Check every line of the data below for the string "iter", and copy the ones that hold it.

Entries supplied:
* * * *

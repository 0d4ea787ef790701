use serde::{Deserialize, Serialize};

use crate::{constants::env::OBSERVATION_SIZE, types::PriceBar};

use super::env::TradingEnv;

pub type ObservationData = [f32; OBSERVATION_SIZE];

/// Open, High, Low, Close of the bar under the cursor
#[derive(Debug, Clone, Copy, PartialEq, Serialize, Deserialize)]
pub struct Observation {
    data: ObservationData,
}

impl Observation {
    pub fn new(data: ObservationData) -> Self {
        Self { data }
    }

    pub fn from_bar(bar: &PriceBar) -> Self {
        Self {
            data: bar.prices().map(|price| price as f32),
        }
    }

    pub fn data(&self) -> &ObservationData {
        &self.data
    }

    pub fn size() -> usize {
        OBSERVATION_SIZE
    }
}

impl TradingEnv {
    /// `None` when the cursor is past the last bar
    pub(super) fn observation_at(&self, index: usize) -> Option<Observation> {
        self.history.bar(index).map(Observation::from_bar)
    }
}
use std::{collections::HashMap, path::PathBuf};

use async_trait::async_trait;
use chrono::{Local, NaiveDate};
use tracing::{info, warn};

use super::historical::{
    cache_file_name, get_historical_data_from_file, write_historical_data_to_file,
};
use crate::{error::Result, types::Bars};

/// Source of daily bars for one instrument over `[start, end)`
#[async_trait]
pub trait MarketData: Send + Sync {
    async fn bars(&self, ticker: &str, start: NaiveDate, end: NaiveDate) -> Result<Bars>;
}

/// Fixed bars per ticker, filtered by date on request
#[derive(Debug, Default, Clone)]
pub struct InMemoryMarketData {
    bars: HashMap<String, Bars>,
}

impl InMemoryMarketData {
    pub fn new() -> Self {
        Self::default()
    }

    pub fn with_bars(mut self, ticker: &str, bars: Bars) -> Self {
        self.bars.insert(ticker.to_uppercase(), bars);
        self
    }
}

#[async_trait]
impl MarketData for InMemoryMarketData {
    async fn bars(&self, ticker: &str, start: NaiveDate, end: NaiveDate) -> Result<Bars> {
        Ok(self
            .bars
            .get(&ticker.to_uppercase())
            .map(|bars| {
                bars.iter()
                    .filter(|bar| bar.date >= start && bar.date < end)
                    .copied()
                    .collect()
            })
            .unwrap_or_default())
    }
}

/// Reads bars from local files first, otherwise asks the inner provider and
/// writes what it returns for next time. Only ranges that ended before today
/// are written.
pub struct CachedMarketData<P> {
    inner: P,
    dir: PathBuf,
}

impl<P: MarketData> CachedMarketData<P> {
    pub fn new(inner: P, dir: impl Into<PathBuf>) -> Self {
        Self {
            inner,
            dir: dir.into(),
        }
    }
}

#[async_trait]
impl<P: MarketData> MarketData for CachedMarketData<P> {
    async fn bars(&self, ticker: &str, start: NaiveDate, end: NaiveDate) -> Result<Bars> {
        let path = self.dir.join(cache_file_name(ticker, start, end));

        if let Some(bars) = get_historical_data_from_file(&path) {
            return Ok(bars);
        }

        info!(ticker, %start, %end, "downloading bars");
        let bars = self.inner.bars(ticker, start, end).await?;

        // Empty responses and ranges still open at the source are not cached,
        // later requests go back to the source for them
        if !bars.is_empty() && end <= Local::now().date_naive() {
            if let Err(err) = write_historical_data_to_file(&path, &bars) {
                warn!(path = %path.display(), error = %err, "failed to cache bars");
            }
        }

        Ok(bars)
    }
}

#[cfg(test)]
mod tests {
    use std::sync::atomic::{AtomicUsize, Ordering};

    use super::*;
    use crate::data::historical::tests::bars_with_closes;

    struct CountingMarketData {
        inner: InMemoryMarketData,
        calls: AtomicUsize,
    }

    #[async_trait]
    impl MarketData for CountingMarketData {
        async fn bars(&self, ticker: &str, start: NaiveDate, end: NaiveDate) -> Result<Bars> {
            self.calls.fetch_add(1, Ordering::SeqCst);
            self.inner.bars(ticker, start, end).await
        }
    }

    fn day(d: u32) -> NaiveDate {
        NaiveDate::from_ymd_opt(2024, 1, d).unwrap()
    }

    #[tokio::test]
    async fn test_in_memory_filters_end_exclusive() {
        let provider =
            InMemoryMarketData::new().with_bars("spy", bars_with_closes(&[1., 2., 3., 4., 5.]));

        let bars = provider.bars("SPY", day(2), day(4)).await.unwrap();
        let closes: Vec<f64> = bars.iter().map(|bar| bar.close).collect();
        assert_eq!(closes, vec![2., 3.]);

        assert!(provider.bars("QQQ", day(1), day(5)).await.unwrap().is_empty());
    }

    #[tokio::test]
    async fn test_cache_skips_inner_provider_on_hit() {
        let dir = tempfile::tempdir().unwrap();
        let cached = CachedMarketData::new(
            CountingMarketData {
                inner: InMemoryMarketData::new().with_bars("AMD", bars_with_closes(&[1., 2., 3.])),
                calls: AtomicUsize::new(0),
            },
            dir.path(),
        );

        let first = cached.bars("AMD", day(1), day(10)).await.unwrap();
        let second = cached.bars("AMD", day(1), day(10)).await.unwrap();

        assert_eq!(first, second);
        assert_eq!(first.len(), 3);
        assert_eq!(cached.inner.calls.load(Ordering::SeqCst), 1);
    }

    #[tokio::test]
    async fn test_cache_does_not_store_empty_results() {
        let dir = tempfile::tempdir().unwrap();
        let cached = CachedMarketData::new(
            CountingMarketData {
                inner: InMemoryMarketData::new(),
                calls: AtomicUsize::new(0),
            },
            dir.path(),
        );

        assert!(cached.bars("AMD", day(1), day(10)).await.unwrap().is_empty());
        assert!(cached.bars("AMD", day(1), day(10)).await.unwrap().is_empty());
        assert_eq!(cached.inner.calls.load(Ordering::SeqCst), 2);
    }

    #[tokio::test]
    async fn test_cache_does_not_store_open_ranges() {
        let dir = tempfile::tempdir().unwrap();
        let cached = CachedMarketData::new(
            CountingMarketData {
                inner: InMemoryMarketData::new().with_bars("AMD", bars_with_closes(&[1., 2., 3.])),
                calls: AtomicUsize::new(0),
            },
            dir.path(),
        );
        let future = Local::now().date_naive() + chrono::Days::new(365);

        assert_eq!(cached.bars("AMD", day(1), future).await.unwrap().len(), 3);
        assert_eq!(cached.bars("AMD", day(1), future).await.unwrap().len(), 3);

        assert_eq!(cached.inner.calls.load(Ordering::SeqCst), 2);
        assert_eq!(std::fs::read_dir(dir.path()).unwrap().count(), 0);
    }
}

* * * *

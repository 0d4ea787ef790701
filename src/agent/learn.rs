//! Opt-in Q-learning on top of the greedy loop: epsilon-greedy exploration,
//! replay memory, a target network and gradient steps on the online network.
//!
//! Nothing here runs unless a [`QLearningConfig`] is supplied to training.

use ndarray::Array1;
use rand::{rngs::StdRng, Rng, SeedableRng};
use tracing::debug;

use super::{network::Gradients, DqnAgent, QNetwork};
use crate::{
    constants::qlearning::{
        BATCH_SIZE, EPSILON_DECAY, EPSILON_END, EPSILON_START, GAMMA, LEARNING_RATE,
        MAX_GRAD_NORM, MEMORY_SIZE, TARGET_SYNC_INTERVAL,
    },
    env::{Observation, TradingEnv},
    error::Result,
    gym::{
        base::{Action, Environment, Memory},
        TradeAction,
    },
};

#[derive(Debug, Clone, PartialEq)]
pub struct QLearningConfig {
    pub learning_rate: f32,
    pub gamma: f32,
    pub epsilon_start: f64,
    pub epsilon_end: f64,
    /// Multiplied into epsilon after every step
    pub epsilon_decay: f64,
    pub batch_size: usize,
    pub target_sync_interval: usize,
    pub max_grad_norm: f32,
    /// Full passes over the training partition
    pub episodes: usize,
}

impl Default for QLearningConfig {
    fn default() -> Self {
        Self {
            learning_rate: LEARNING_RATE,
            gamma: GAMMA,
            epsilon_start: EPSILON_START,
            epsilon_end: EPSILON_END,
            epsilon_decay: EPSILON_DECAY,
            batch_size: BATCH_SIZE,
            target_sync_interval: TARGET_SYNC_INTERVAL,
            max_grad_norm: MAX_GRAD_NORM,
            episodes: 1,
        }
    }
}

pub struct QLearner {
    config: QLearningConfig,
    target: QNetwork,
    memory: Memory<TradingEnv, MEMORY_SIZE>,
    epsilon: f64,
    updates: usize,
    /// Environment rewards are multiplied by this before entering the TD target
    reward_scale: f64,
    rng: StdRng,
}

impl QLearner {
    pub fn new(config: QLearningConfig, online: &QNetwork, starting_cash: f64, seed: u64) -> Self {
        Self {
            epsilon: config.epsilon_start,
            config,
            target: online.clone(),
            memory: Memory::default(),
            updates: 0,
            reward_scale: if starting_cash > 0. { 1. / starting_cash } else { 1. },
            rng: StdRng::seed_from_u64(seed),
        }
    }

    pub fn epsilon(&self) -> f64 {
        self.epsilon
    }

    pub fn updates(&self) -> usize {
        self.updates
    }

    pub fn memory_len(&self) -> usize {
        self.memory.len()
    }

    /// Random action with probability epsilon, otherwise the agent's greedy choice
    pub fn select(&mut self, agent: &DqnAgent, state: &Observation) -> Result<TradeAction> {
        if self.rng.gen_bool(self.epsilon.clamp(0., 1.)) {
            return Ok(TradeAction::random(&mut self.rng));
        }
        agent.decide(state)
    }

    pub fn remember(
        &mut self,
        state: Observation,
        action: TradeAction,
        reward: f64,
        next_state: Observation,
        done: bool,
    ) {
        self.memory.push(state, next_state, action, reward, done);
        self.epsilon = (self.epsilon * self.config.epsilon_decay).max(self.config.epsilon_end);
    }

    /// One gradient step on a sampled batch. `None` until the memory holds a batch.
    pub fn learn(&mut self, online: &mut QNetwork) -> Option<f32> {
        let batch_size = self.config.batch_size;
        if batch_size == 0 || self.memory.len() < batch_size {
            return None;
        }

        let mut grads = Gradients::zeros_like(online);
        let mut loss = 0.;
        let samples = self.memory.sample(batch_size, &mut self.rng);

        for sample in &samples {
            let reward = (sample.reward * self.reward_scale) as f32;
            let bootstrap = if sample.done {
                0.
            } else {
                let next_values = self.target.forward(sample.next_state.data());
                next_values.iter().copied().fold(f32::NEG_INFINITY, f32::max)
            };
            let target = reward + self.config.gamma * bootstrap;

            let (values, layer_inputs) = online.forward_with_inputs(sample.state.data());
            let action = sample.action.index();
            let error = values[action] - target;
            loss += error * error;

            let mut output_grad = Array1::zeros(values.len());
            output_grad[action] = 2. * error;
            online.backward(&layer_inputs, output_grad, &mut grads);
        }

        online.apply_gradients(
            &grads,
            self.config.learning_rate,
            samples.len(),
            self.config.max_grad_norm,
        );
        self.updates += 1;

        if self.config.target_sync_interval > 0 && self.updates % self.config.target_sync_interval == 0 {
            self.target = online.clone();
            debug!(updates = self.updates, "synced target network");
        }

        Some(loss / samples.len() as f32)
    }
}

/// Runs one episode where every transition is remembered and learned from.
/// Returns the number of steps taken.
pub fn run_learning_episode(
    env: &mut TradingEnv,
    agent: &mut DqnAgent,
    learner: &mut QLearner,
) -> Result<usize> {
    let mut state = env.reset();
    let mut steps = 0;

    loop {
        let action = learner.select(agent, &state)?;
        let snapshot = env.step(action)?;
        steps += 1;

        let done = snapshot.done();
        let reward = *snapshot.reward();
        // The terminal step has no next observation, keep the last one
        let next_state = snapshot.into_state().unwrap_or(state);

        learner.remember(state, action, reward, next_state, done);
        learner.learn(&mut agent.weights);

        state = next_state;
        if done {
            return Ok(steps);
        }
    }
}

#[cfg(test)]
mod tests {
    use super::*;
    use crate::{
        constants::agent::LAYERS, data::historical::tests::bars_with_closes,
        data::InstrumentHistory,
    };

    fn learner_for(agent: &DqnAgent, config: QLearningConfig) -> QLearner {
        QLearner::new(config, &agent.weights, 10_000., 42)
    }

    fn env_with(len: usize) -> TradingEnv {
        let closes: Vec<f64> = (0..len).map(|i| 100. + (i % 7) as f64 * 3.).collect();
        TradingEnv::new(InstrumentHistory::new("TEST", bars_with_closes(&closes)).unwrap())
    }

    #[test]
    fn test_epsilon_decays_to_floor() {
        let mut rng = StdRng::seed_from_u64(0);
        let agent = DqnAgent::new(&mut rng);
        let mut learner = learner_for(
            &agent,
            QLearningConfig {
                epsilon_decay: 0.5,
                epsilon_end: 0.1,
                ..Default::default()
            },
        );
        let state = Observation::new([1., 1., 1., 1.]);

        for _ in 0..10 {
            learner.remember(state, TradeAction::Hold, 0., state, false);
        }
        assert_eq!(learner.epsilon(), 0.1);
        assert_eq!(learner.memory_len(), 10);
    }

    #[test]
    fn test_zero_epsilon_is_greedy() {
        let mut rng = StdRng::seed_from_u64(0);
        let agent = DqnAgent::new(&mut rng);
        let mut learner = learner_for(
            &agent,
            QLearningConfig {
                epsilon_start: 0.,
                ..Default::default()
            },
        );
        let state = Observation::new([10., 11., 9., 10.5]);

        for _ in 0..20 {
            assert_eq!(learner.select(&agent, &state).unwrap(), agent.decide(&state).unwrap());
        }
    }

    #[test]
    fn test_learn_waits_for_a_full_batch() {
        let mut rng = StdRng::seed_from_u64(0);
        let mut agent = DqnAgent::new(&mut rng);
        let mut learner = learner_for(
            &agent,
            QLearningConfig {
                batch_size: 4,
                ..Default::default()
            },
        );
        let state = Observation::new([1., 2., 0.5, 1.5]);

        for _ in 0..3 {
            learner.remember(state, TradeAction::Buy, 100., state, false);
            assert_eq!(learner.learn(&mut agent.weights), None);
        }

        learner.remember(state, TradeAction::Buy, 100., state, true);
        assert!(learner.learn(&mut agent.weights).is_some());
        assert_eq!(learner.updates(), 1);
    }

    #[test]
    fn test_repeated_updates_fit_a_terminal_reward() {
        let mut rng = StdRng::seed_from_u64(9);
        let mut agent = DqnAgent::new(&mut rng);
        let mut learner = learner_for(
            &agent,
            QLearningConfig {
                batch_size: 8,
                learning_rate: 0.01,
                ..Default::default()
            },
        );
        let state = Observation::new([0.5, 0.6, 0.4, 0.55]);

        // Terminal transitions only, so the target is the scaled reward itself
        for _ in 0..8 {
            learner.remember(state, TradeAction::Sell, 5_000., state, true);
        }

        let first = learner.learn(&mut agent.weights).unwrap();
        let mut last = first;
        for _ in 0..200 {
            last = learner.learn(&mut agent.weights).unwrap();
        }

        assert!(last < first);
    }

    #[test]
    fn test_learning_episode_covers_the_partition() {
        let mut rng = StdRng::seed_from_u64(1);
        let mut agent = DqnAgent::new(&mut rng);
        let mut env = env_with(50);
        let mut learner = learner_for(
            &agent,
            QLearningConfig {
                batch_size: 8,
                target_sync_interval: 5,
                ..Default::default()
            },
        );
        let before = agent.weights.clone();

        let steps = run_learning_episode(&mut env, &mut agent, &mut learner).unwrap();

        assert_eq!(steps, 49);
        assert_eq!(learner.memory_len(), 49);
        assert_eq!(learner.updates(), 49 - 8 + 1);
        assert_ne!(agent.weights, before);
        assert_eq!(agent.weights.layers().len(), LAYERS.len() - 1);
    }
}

* * * *

Answer space:
                bars.iter()
        let closes: Vec<f64> = bars.iter().map(|bar| bar.close).collect();
                next_values.iter().copied().fold(f32::NEG_INFINITY, f32::max)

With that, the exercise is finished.